Print every line below without adding or leaving out a single word.

** Opening Input records block **

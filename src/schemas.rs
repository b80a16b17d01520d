use std::fmt;
use std::sync::Arc;

use common::Warning;
use sea_orm::DatabaseConnection;
use serde::Serialize;
use utoipa::{OpenApi, ToSchema};

use crate::otp::OtpMailer;

/// Application state shared across handlers
#[derive(Clone)]
pub struct AppState {
    /// Database connection
    pub db: DatabaseConnection,
    /// HMAC secret for signing and verifying JWTs
    pub jwt_secret: String,
    /// Lifetime of a one-time passcode
    pub otp_ttl_minutes: i64,
    /// Delivery channel for one-time passcodes
    pub mailer: Arc<dyn OtpMailer>,
}

impl fmt::Debug for AppState {
    fn fmt(&self, f: &mut fmt::Formatter<'_>) -> fmt::Result {
        // The JWT secret never goes to logs.
        f.debug_struct("AppState")
            .field("db", &self.db)
            .field("jwt_secret", &"<redacted>")
            .field("otp_ttl_minutes", &self.otp_ttl_minutes)
            .finish()
    }
}

/// API response wrapper
#[derive(Serialize, ToSchema)]
pub struct ApiResponse<T> {
    /// Response data
    pub data: T,
    /// Response message
    pub message: String,
    /// Success status
    pub success: bool,
}

/// Paginated list response wrapper
#[derive(Serialize, ToSchema)]
pub struct ListResponse<T> {
    /// Page of items
    pub data: Vec<T>,
    /// Response message
    pub message: String,
    /// Success status
    pub success: bool,
    /// Current page (1-based)
    pub page: u64,
    /// Page size
    pub limit: u64,
    /// Total matching items
    pub total: u64,
    /// Total pages
    pub pages: u64,
}

/// Budget warnings response
#[derive(Serialize, ToSchema)]
pub struct WarningsResponse {
    /// Warnings, category budgets first
    pub data: Vec<Warning>,
    /// Number of warnings
    pub count: usize,
    /// Success status
    pub success: bool,
}

/// Error response
#[derive(Serialize, ToSchema)]
pub struct ErrorResponse {
    /// Error message
    pub error: String,
    /// Error code
    pub code: String,
    /// Success status (always false for errors)
    pub success: bool,
}

impl ErrorResponse {
    pub fn new(error: impl Into<String>, code: impl Into<String>) -> Self {
        Self {
            error: error.into(),
            code: code.into(),
            success: false,
        }
    }
}

/// Health check response
#[derive(Serialize, ToSchema)]
pub struct HealthResponse {
    /// Service status
    pub status: String,
    /// Service version
    pub version: String,
    /// Database connection status
    pub database: String,
}

/// OpenAPI documentation
#[derive(OpenApi)]
#[openapi(
    paths(
        crate::handlers::health::health_check,
        crate::handlers::auth::register,
        crate::handlers::auth::login,
        crate::handlers::auth::verify_otp,
        crate::handlers::auth::resend_otp,
        crate::handlers::users::get_users,
        crate::handlers::users::get_user,
        crate::handlers::users::update_user,
        crate::handlers::users::delete_user,
        crate::handlers::transactions::create_transaction,
        crate::handlers::transactions::get_transactions,
        crate::handlers::transactions::get_transaction,
        crate::handlers::transactions::update_transaction,
        crate::handlers::transactions::delete_transaction,
        crate::handlers::budgets::create_budget,
        crate::handlers::budgets::get_budgets,
        crate::handlers::budgets::update_budget,
        crate::handlers::budgets::delete_budget,
        crate::handlers::budgets::recalculate_budget,
        crate::handlers::budgets::get_budget_warnings,
        crate::handlers::budgets::monthly::get_monthly_budget,
        crate::handlers::budgets::monthly::upsert_monthly_budget,
        crate::handlers::budgets::monthly::delete_monthly_budget,
        crate::handlers::categories::create_category,
        crate::handlers::categories::get_categories,
        crate::handlers::categories::get_category,
        crate::handlers::categories::update_category,
        crate::handlers::categories::delete_category,
        crate::handlers::goals::create_goal,
        crate::handlers::goals::get_goals,
        crate::handlers::goals::get_goal,
        crate::handlers::goals::update_goal,
        crate::handlers::goals::delete_goal,
    ),
    components(
        schemas(
            ErrorResponse,
            HealthResponse,
            WarningsResponse,
            Warning,
            common::MonthYear,
            crate::handlers::auth::RegisterRequest,
            crate::handlers::auth::LoginRequest,
            crate::handlers::auth::VerifyOtpRequest,
            crate::handlers::auth::ResendOtpRequest,
            crate::handlers::auth::OtpIssuedResponse,
            crate::handlers::auth::AuthTokenResponse,
            crate::handlers::users::UpdateUserRequest,
            crate::handlers::users::UserResponse,
            crate::handlers::transactions::CreateTransactionRequest,
            crate::handlers::transactions::UpdateTransactionRequest,
            crate::handlers::transactions::TransactionResponse,
            crate::handlers::transactions::CreatedTransaction,
            crate::handlers::budgets::CreateBudgetRequest,
            crate::handlers::budgets::UpdateBudgetRequest,
            crate::handlers::budgets::BudgetResponse,
            crate::handlers::budgets::monthly::UpsertMonthlyBudgetRequest,
            crate::handlers::budgets::monthly::MonthlyBudgetResponse,
            crate::handlers::budgets::monthly::MonthlyBudgetStatus,
            crate::handlers::categories::CreateCategoryRequest,
            crate::handlers::categories::UpdateCategoryRequest,
            crate::handlers::categories::CategoryResponse,
            crate::handlers::goals::CreateGoalRequest,
            crate::handlers::goals::UpdateGoalRequest,
            crate::handlers::goals::GoalResponse,
        )
    ),
    tags(
        (name = "health", description = "Health check endpoints"),
        (name = "auth", description = "Registration, login and OTP verification"),
        (name = "users", description = "User administration endpoints"),
        (name = "transactions", description = "Transaction ledger endpoints"),
        (name = "budgets", description = "Category and monthly budget endpoints"),
        (name = "categories", description = "Category management endpoints"),
        (name = "goals", description = "Savings goal endpoints"),
    ),
    info(
        title = "Budget Buddy API",
        description = "Personal finance tracker - transactions, budgets, savings goals and budget warnings",
        version = "0.1.0",
        license(
            name = "MIT",
            url = "https://opensource.org/licenses/MIT"
        )
    )
)]
pub struct ApiDoc;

** Closing Input records block **

● **Answer space**
filename src/schemas.rs
repository b80a16b17d01520d
use std::fmt;
use std::sync::Arc;

use common::Warning;
use sea_orm::DatabaseConnection;
use serde::Serialize;
use utoipa::{OpenApi, ToSchema};

use crate::otp::OtpMailer;

/// Application state shared across handlers
#[derive(Clone)]
pub struct AppState {
    /// Database connection
    pub db: DatabaseConnection,
    /// HMAC secret for signing and verifying JWTs
    pub jwt_secret: String,
    /// Lifetime of a one-time passcode
    pub otp_ttl_minutes: i64,
    /// Delivery channel for one-time passcodes
    pub mailer: Arc<dyn OtpMailer>,
}

impl fmt::Debug for AppState {
    fn fmt(&self, f: &mut fmt::Formatter<'_>) -> fmt::Result {
        // The JWT secret never goes to logs.
        f.debug_struct("AppState")
            .field("db", &self.db)
            .field("jwt_secret", &"<redacted>")
            .field("otp_ttl_minutes", &self.otp_ttl_minutes)
            .finish()
    }
}

/// API response wrapper
#[derive(Serialize, ToSchema)]
pub struct ApiResponse<T> {
    /// Response data
    pub data: T,
    /// Response message
    pub message: String,
    /// Success status
    pub success: bool,
}

/// Paginated list response wrapper
#[derive(Serialize, ToSchema)]
pub struct ListResponse<T> {
    /// Page of items
    pub data: Vec<T>,
    /// Response message
    pub message: String,
    /// Success status
    pub success: bool,
    /// Current page (1-based)
    pub page: u64,
    /// Page size
    pub limit: u64,
    /// Total matching items
    pub total: u64,
    /// Total pages
    pub pages: u64,
}

/// Budget warnings response
#[derive(Serialize, ToSchema)]
pub struct WarningsResponse {
    /// Warnings, category budgets first
    pub data: Vec<Warning>,
    /// Number of warnings
    pub count: usize,
    /// Success status
    pub success: bool,
}

/// Error response
#[derive(Serialize, ToSchema)]
pub struct ErrorResponse {
    /// Error message
    pub error: String,
    /// Error code
    pub code: String,
    /// Success status (always false for errors)
    pub success: bool,
}

impl ErrorResponse {
    pub fn new(error: impl Into<String>, code: impl Into<String>) -> Self {
        Self {
            error: error.into(),
            code: code.into(),
            success: false,
        }
    }
}

/// Health check response
#[derive(Serialize, ToSchema)]
pub struct HealthResponse {
    /// Service status
    pub status: String,
    /// Service version
    pub version: String,
    /// Database connection status
    pub database: String,
}

/// OpenAPI documentation
#[derive(OpenApi)]
#[openapi(
    paths(
        crate::handlers::health::health_check,
        crate::handlers::auth::register,
        crate::handlers::auth::login,
        crate::handlers::auth::verify_otp,
        crate::handlers::auth::resend_otp,
        crate::handlers::users::get_users,
        crate::handlers::users::get_user,
        crate::handlers::users::update_user,
        crate::handlers::users::delete_user,
        crate::handlers::transactions::create_transaction,
        crate::handlers::transactions::get_transactions,
        crate::handlers::transactions::get_transaction,
        crate::handlers::transactions::update_transaction,
        crate::handlers::transactions::delete_transaction,
        crate::handlers::budgets::create_budget,
        crate::handlers::budgets::get_budgets,
        crate::handlers::budgets::update_budget,
        crate::handlers::budgets::delete_budget,
        crate::handlers::budgets::recalculate_budget,
        crate::handlers::budgets::get_budget_warnings,
        crate::handlers::budgets::monthly::get_monthly_budget,
        crate::handlers::budgets::monthly::upsert_monthly_budget,
        crate::handlers::budgets::monthly::delete_monthly_budget,
        crate::handlers::categories::create_category,
        crate::handlers::categories::get_categories,
        crate::handlers::categories::get_category,
        crate::handlers::categories::update_category,
        crate::handlers::categories::delete_category,
        crate::handlers::goals::create_goal,
        crate::handlers::goals::get_goals,
        crate::handlers::goals::get_goal,
        crate::handlers::goals::update_goal,
        crate::handlers::goals::delete_goal,
    ),
    components(
        schemas(
            ErrorResponse,
            HealthResponse,
            WarningsResponse,
            Warning,
            common::MonthYear,
            crate::handlers::auth::RegisterRequest,
            crate::handlers::auth::LoginRequest,
            crate::handlers::auth::VerifyOtpRequest,
            crate::handlers::auth::ResendOtpRequest,
            crate::handlers::auth::OtpIssuedResponse,
            crate::handlers::auth::AuthTokenResponse,
            crate::handlers::users::UpdateUserRequest,
            crate::handlers::users::UserResponse,
            crate::handlers::transactions::CreateTransactionRequest,
            crate::handlers::transactions::UpdateTransactionRequest,
            crate::handlers::transactions::TransactionResponse,
            crate::handlers::transactions::CreatedTransaction,
            crate::handlers::budgets::CreateBudgetRequest,
            crate::handlers::budgets::UpdateBudgetRequest,
            crate::handlers::budgets::BudgetResponse,
            crate::handlers::budgets::monthly::UpsertMonthlyBudgetRequest,
            crate::handlers::budgets::monthly::MonthlyBudgetResponse,
            crate::handlers::budgets::monthly::MonthlyBudgetStatus,
            crate::handlers::categories::CreateCategoryRequest,
            crate::handlers::categories::UpdateCategoryRequest,
            crate::handlers::categories::CategoryResponse,
            crate::handlers::goals::CreateGoalRequest,
            crate::handlers::goals::UpdateGoalRequest,
            crate::handlers::goals::GoalResponse,
        )
    ),
    tags(
        (name = "health", description = "Health check endpoints"),
        (name = "auth", description = "Registration, login and OTP verification"),
        (name = "users", description = "User administration endpoints"),
        (name = "transactions", description = "Transaction ledger endpoints"),
        (name = "budgets", description = "Category and monthly budget endpoints"),
        (name = "categories", description = "Category management endpoints"),
        (name = "goals", description = "Savings goal endpoints"),
    ),
    info(
        title = "Budget Buddy API",
        description = "Personal finance tracker - transactions, budgets, savings goals and budget warnings",
        version = "0.1.0",
        license(
            name = "MIT",
            url = "https://opensource.org/licenses/MIT"
        )
    )
)]
pub struct ApiDoc;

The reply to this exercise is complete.